I‘m pretty sure I just saw the Audience Award winner of Hot Docs 2010. If I was a betting man, I’d plop a nice chunk of change down on A Small Act coming out on top after all the votes have been cast. Sure the Rush documentary has the built-in fan base and is a ton of fun (and it just won the Tribeca Audience Award), but Jennifer Arnold’s latest (a finalist for the Grand Jury Award at Sundance) is warm, triumphant, hopeful and inspiring without ever being the slightest bit mawkish or sappy. It’s basic premise is that anyone can make the world a better place – if not on a grand scale, at least by making a difference to individual people – one small act at a time.
The main through line of the film is the story of three young Africans from a small village in Kenya. They are all smart and have loads of potential, but their families lack the funds necessary to put them into high school. Without some form of assistance, they will likely get sucked into the cycle of poverty so many have before. This is where the Hilde Back Educational Fund comes into play. It has been set up by a former resident of the same village to help those students who show promise, but lack the financial station to pay for their early education. Chris Mburu heads the fund and simply wants to pass along the same type of act of kindness that was provided to him when he was of the same age and couldn’t afford schooling. It came from a middle age Holocaust survivor who had fled to Sweden and was looking to give something back and help someone just like she had been helped after leaving her home country. Her donations (to the tune of about $15 a month) gave Chris the chance to acquire an education. And that he did. After attending Nairobi University, he went to Harvard, became a lawyer and now works at the United Nations as a human rights attorney specializing in areas like genocide. He never forgot that small gesture from a woman he had never met, so he named a new educational fund after her.
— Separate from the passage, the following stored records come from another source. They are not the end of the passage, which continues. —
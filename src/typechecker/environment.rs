/**
Symbol table for the type checker

Maps word names to signatures. Seeded with the builtin words; user
functions are added as their signatures are inferred.
*/

use crate::ast::types::{DataType, Signature, Type};
use std::collections::HashMap;

pub struct Environment {
    words: HashMap<String, Signature>,
}

impl Environment {
    /// Environment containing only the builtins
    pub fn new() -> Self {
        let mut env = Environment {
            words: HashMap::new(),
        };
        env.add_builtins();
        env
    }

    fn add_builtins(&mut self) {
        use DataType::{Bool, Int};

        let t = || Type::generic("T");
        let a = || Type::generic("A");
        let b = || Type::generic("B");

        // Arithmetic
        for op in ["+", "-", "*", "/", "%"] {
            self.add_word(op, Signature::concrete(&[Int, Int], &[Int]));
        }

        // Comparison
        for op in ["=", ">", "<"] {
            self.add_word(op, Signature::concrete(&[Int, Int], &[Bool]));
        }

        // Boolean
        self.add_word("not", Signature::concrete(&[Bool], &[Bool]));
        for op in ["and", "or"] {
            self.add_word(op, Signature::concrete(&[Bool, Bool], &[Bool]));
        }

        // Output
        self.add_word("println", Signature::new(vec![t()], vec![]));
        self.add_word("print", Signature::new(vec![t()], vec![]));

        // Stack shuffling
        self.add_word("drop", Signature::new(vec![t()], vec![]));
        self.add_word("dup", Signature::new(vec![t()], vec![t(), t()]));
        self.add_word("swap", Signature::new(vec![a(), b()], vec![b(), a()]));
        self.add_word("over", Signature::new(vec![a(), b()], vec![a(), b(), a()]));
    }

    pub fn add_word(&mut self, name: impl Into<String>, signature: Signature) {
        self.words.insert(name.into(), signature);
    }

    pub fn lookup_word(&self, name: &str) -> Option<&Signature> {
        self.words.get(name)
    }
}

impl Default for Environment {
    fn default() -> Self {
        Self::new()
    }
}

#[cfg(test)]
mod tests {
    use super::*;

    #[test]
    fn test_builtin_signatures() {
        let env = Environment::new();

        assert_eq!(env.lookup_word("+").map(Signature::shape), Some((2, 1)));
        assert_eq!(env.lookup_word("<").map(Signature::shape), Some((2, 1)));
        assert_eq!(env.lookup_word("dup").map(Signature::shape), Some((1, 2)));
        assert_eq!(env.lookup_word("drop").map(Signature::shape), Some((1, 0)));
        assert_eq!(env.lookup_word("println").map(Signature::shape), Some((1, 0)));
        assert_eq!(env.lookup_word("over").map(Signature::shape), Some((2, 3)));
        assert!(env.lookup_word("frobnicate").is_none());
    }

    #[test]
    fn test_add_word() {
        let mut env = Environment::new();
        env.add_word("answer", Signature::concrete(&[], &[DataType::Int]));
        assert_eq!(
            env.lookup_word("answer"),
            Some(&Signature::concrete(&[], &[DataType::Int]))
        );
    }
}
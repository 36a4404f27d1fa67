/// Scanner for Yezu source text
///
/// Splits source into raw lexemes, each tagged with the position of its
/// first character. Classification happens later, in the lexer.

use std::fmt;
use std::rc::Rc;

/// A location in a source file
///
/// Lines are 1-based, columns are 0-based.
#[derive(Debug, Clone, PartialEq, Eq, Hash)]
pub struct Position {
    pub path: Rc<str>,
    pub line: usize,
    pub column: usize,
}

impl Position {
    pub fn new(path: Rc<str>, line: usize, column: usize) -> Self {
        Position { path, line, column }
    }
}

impl fmt::Display for Position {
    fn fmt(&self, f: &mut fmt::Formatter<'_>) -> fmt::Result {
        write!(f, "{}:{}:{}", self.path, self.line, self.column)
    }
}

fn is_quote(c: char) -> bool {
    c == '"' || c == '\''
}

/// Characters that end an unquoted run inside a lexeme
fn ends_run(c: char) -> bool {
    c.is_whitespace() || is_quote(c) || c == ';'
}

/// Lazy cursor over the raw lexemes of a source string
pub struct Scanner<'src> {
    source: &'src str,
    path: Rc<str>,
    index: usize,
    line: usize,
    column: usize,
}

impl<'src> Scanner<'src> {
    pub fn new(source: &'src str, path: impl Into<Rc<str>>) -> Self {
        Scanner {
            source,
            path: path.into(),
            index: 0,
            line: 1,
            column: 0,
        }
    }

    /// Position of the character under the cursor
    pub fn here(&self) -> Position {
        Position::new(Rc::clone(&self.path), self.line, self.column)
    }

    fn current(&self) -> Option<char> {
        self.source[self.index..].chars().next()
    }

    fn increment(&mut self) {
        if let Some(c) = self.current() {
            self.index += c.len_utf8();
            if c == '\n' {
                self.line += 1;
                self.column = 0;
            } else {
                self.column += 1;
            }
        }
    }

    fn skip_while(&mut self, cond: impl Fn(char) -> bool) {
        while let Some(c) = self.current() {
            if !cond(c) {
                break;
            }
            self.increment();
        }
    }

    /// Advance up to (not past) the next `stop` character or end of input
    fn until(&mut self, stop: char) {
        self.skip_while(|c| c != stop);
    }
}

impl Iterator for Scanner<'_> {
    type Item = (Position, String);

    fn next(&mut self) -> Option<Self::Item> {
        self.skip_while(char::is_whitespace);

        let first = self.current()?;
        let start = self.index;
        let pos = self.here();

        if first == ';' {
            self.until('\n');
            return Some((pos, self.source[start..self.index].to_string()));
        }

        self.skip_while(|c| !ends_run(c));
        while let Some(c) = self.current() {
            if !is_quote(c) {
                break;
            }
            // Quoted span: opening quote, content, closing quote
            self.increment();
            self.until(c);
            self.increment();
            self.skip_while(|c| !ends_run(c));
        }

        Some((pos, self.source[start..self.index].to_string()))
    }
}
Though the current storylines all take place in 2007, the film backtracks a bit to cover the creation and launch of the Hilde Back Educational Fund. Chris invites and meets for the first time his benefactor and it begins a relationship that continues to this day. Hilde is just as sweet and loveable as you would hope her to be and her interview segments are scattered within the rest of the film to complement Chris’ own view of how we can all contribute towards changing injustices and inequalities. As if by design, all these issues and points of view are highlighted and brought into sharp focus when Chris and his board of directors try to make their final decisions as to who will be the recipients of the scholarships – right during the unrest that followed the late 2007 elections in Kenya. Without education, Chris says earlier in the film, people are essentially ripe for exploitation. Given the ethnic violence that erupts, you’d be hard pressed to argue the point with Chris.
Arnold has a sure hand with the pace of the film and never loses sight of the storyline while also juggling these many issues and side trips to Sweden (to see Hilde) and Switzerland (where Chris works at the U.N.). The three children in Kenya (Kimani, Ruth and Caroline) are all studying for the KCPE National tests which run for 3 days and determine whether students are allowed to move along to high school. Those children with the highest scores on the test and valid financial need will be considered for the final 10 spots for the scholarship. Kimani, Ruth and Caroline certainly have the financial need – Caroline’s parents don’t even own land and can barely afford lamp oil for her to study in the evenings. These are lively, intelligent and determined kids whose entire families are essentially depending on them to continue their education. Not everyone can be helped, but Chris wants to at least start somewhere.
The day before my screening of the film there was an article in the Toronto Star about a philanthropist who spent a year donating his time to various agencies. He claims that “fewer than 25 per cent of Canadians with salaries above $80,000 donate to charity”. I don’t know how accurate that stat is or whether it includes non-monetary contributions (time, article donations, etc.), but if that remaining percentage could see this film, perhaps it might inspire them to contribute in some way of their own accord. You can’t help but wonder what even just a few additional small acts might do.